Nada resulta más desconcertante que calcular mal el grado de descenso al dar un paso. Imaginad entonces lo que fue dar un paso adelante en suelo llano y despejado ¡y encontrar el más completo vacío bajo tus pies! Me pareció estar cayéndome a través de un espacio vacío, y, al mismo tiempo, el paisaje alrededor mío desapareció en medio de un remolino de imágenes rotas, y todo se volvió oscuro. Había una sensación de frío intenso, polar, y un vértigo y un mareo indescriptibles se apoderaron de mí, debido, sin duda, a la profunda alteración del equilibrio. Además, ya fuese a causa de la velocidad de mi descenso o por alguna otra razón, era completamente incapaz de tomar aliento. Mis pensamientos y mis ideas estaban completamente confundidos, y la mitad del tiempo me parecía que estaba cayendo hacia arriba en vez de hacia abajo, o que me estaba deslizando diagonalmente en algún ángulo oblicuo. Por fin, tuve la sensación de dar una vuelta completa de campana; y entonces me encontré de nuevo de pie sobre suelo sólido, sin la menor sacudida o vibración a causa del impacto. La oscuridad se levantó de mi vista, pero todavía estaba mareado, y las imágenes ópticas que recibí fueron, durante algunos momentos, completamente carentes de sentido.
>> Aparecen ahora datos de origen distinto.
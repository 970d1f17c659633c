//! Validated full name and Latin letter folding.
//!
//! # Responsibility
//! - Normalize free-text names (whitespace, case, diacritics).
//! - Expose the folded `A..=Z` letter sequence used by letter arithmetic.
//!
//! # Invariants
//! - `letters()` is never empty and only contains ASCII uppercase letters.
//! - Accented Latin letters fold to their base letter (compatibility
//!   decomposition, combining marks dropped); everything else that is not a
//!   letter (digits, punctuation, non-Latin scripts) is skipped.
//! - [`search_key`] uses the same folding, so history search is accent and
//!   case insensitive.

use once_cell::sync::Lazy;
use regex::Regex;
use serde::{Deserialize, Serialize};
use std::error::Error;
use std::fmt::{Display, Formatter};
use unicode_normalization::char::is_combining_mark;
use unicode_normalization::UnicodeNormalization;

static WHITESPACE_RE: Lazy<Regex> = Lazy::new(|| Regex::new(r"\s+").expect("valid ws regex"));

/// Name validation failure.
#[derive(Debug, Clone, Copy, PartialEq, Eq)]
pub enum NameError {
    /// Input is blank.
    Empty,
    /// Input has no Latin letters once normalized.
    NoLetters,
}

impl Display for NameError {
    fn fmt(&self, f: &mut Formatter<'_>) -> std::fmt::Result {
        match self {
            Self::Empty => write!(f, "full name is empty"),
            Self::NoLetters => write!(f, "full name contains no letters"),
        }
    }
}

impl Error for NameError {}

/// Full name as typed, plus its folded letters.
#[derive(Debug, Clone, PartialEq, Eq, Serialize, Deserialize)]
#[serde(try_from = "String", into = "String")]
pub struct PersonName {
    display: String,
    letters: Vec<char>,
}

impl PersonName {
    /// Normalizes and validates a free-text name.
    ///
    /// # Errors
    /// - [`NameError::Empty`] for blank input.
    /// - [`NameError::NoLetters`] when nothing survives letter folding.
    pub fn parse(input: &str) -> Result<Self, NameError> {
        let display = WHITESPACE_RE.replace_all(input.trim(), " ").into_owned();
        if display.is_empty() {
            return Err(NameError::Empty);
        }

        let mut letters = Vec::with_capacity(display.len());
        for upper in strip_marks(&display).flat_map(char::to_uppercase) {
            push_folded(upper, &mut letters);
        }
        if letters.is_empty() {
            return Err(NameError::NoLetters);
        }

        Ok(Self { display, letters })
    }

    /// Whitespace-collapsed name as entered.
    pub fn as_str(&self) -> &str {
        &self.display
    }

    /// Folded uppercase letters in input order.
    pub fn letters(&self) -> &[char] {
        &self.letters
    }
}

impl Display for PersonName {
    fn fmt(&self, f: &mut Formatter<'_>) -> std::fmt::Result {
        f.write_str(&self.display)
    }
}

impl TryFrom<String> for PersonName {
    type Error = NameError;

    fn try_from(value: String) -> Result<Self, Self::Error> {
        Self::parse(&value)
    }
}

impl From<PersonName> for String {
    fn from(value: PersonName) -> Self {
        value.display
    }
}

/// Lowercased, accent-free form of `input` used to match names in history.
///
/// `"João  CONCEIÇÃO"` and `"joao conceicao"` share the key
/// `"joao conceicao"`.
pub fn search_key(input: &str) -> String {
    let collapsed = WHITESPACE_RE.replace_all(input.trim(), " ");
    let mut key = String::with_capacity(collapsed.len());
    for upper in strip_marks(&collapsed).flat_map(char::to_uppercase) {
        match upper {
            ' ' => key.push(' '),
            _ => {
                let mut folded = Vec::with_capacity(2);
                push_folded(upper, &mut folded);
                key.extend(folded.into_iter().map(|letter| letter.to_ascii_lowercase()));
            }
        }
    }
    key
}

fn strip_marks(input: &str) -> impl Iterator<Item = char> + '_ {
    input.nfkd().filter(|ch| !is_combining_mark(*ch))
}

/// Pushes the ASCII letters for `upper`. Stroke letters and ligatures do not
/// decompose and are listed explicitly.
fn push_folded(upper: char, out: &mut Vec<char>) {
    match upper {
        'A'..='Z' => out.push(upper),
        'Đ' | 'Ð' => out.push('D'),
        'Ø' => out.push('O'),
        'Ł' => out.push('L'),
        'Ħ' => out.push('H'),
        'Ŧ' => out.push('T'),
        'ẞ' => out.extend(['S', 'S']),
        'Æ' => out.extend(['A', 'E']),
        'Œ' => out.extend(['O', 'E']),
        _ => {}
    }
}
Cuando, al cabo, recobré la capacidad de comprender, y fui capaz de contemplar mis contornos con cierta medida de perceptividad, experimenté una confusión mental equivalente a la de un hombre que se hubiese encontrado arrojado sin aviso en la costa de algún planeta extraño. Tenía la misma sensación de encontrarme completamente desorientado y extrañado que, con seguridad, se sentiría en caso semejante..., la misma perplejidad, vertiginosa y abrumadora, la misma horrible sensación de separación de todos los detalles familiares de nuestro entorno, que proporcionan color, forma y definición a nuestras vidas, e incluso determinan nuestras propias personalidades.

Estaba de pie en medio de un paisaje que no se parecía, en ningún grado o manera, a la Colina del Cráter. Un largo y gradual declive, cubierto de hierba violeta, y tachonado, a intervalos, con piedras de tamaños y formas monolíticos, se alejaba undulante de mí en dirección a una ancha llanura con prados, sinuosos y abiertos, y altos bosques señoriales de una vegetación desconocida cuyas tonalidades predominantes eran el púrpura y el amarillo.